The long-awaited final regulations for the Physician Payments Sunshine Act (“Sunshine Act” or “Act”) were finally released on February 1, 2013. I previously discussed the Sunshine Act (see Here Comes the Sun, Are you Prepared?,10/18/2012), but with the final rule now implemented, providers should take a second look at it and reconsider its implications.

The Act requires applicable manufacturers of drugs, devices, biological, or medical supplies covered by Medicare, Medicaid, or the Children’s Health Insurance Program (“CHIP”) to report payments or transfers of value provided to physicians or teaching hospitals. Additionally, applicable manufacturers and group purchasing organizations (“GPOs”) must annually report to CMS certain information regarding ownership or investment interests held by physicians (or their immediate family members).

The Act was proposed in December 2011 and CMS had expected to issue the final rule by the end of 2012. However, due to the overwhelming number of remarks received during the comments period from concerned providers, manufacturers, and GPOs, the Act took considerably more time to become final.

The final rule addresses some of the concerns raised through the comments period, but certainly not all. One of the biggest revisions is to exempt speaker fees for accredited and certified CME programs from the reporting requirements. There are several other exemptions from the reporting requirements, including, but not limited to:

  • over-the-counter drugs and class I and II medical devices (such as elastic bandages and suture materials)
  • incidental items worth less than $10 (e.g., pens and note pads) as well as general food and drinks offered to all participants at conferences or large-scale events
  • gifts or payments valued at less than $10 — unless the aggregate amount paid to the physician exceeds $100 annually
  • educational materials and items intended for use by or with patients

Additionally, the final rule makes numerous changes to definitions included in the proposed rule and adds several new terms.

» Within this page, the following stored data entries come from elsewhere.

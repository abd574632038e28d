pub mod prompt;
pub mod providers;

pub use prompt::build_prompt;
pub use providers::{ProviderError, ProviderResponse, TextProvider};
use crate::error::AppError;
use config::{Config as Cfg, File};
use serde::Deserialize;

#[derive(Debug, Deserialize, Clone)]
pub struct Config {
    #[serde(default = "default_port")]
    pub port: u16,
}

fn default_port() -> u16 {
    8080
}

impl Config {
    /// Load common settings from `.env`, an optional `configuration` file and
    /// `APP__*` environment variables, in increasing priority.
    pub fn load() -> Result<Self, AppError> {
        dotenvy::dotenv().ok();

        let config = Cfg::builder()
            .add_source(File::with_name("configuration").required(false))
            .add_source(config::Environment::with_prefix("APP").separator("__"))
            .build()?;

        Ok(config.try_deserialize()?)
    }
}

/// Whether the process runs with `ENVIRONMENT=prod`.
pub fn is_production() -> bool {
    std::env::var("ENVIRONMENT").unwrap_or_else(|_| "dev".to_string()) == "prod"
}

/// Read an environment variable with an optional default.
///
/// In production every variable is mandatory and defaults are ignored.
pub fn get_env(key: &str, default: Option<&str>, is_prod: bool) -> Result<String, AppError> {
    match std::env::var(key) {
        Ok(val) => Ok(val),
        Err(_) => {
            if is_prod {
                Err(AppError::ConfigError(anyhow::anyhow!(
                    "{} is required in production but not set",
                    key
                )))
            } else if let Some(def) = default {
                Ok(def.to_string())
            } else {
                Err(AppError::ConfigError(anyhow::anyhow!(
                    "{} is required but not set",
                    key
                )))
            }
        }
    }
}
//! service-core: Shared infrastructure for HTTP services in this workspace.
pub mod config;
pub mod error;
pub mod middleware;
pub mod observability;

pub use axum;
pub use serde;
pub use serde_json;
pub use tokio;
pub use tower;
pub use tower_http;
pub use tracing;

The estimated costs, as stated by CMS, for the manufacturers and GPOs to comply with the Act is $269 million for the first year, with costs thereafter estimated to be $180 million.  CMS estimates physicians will expend $250 during the first year for compliance, but many stakeholders have expressed the opinion that this is grossly underestimated.

The applicable manufacturers and group purchasing organizations are required to start collecting data on August 1, 2013. This data must be formalized in a report to CMS by March 31, 2014. The data is set to appear on a public website by September 30, 2014.

The final rule still creates a great deal of uncertainty. It is highly recommended that providers consider their existing relationships and revisit the Act when creating new ones. They should take time to review internal policies and examine all contacts for conflicts of interest.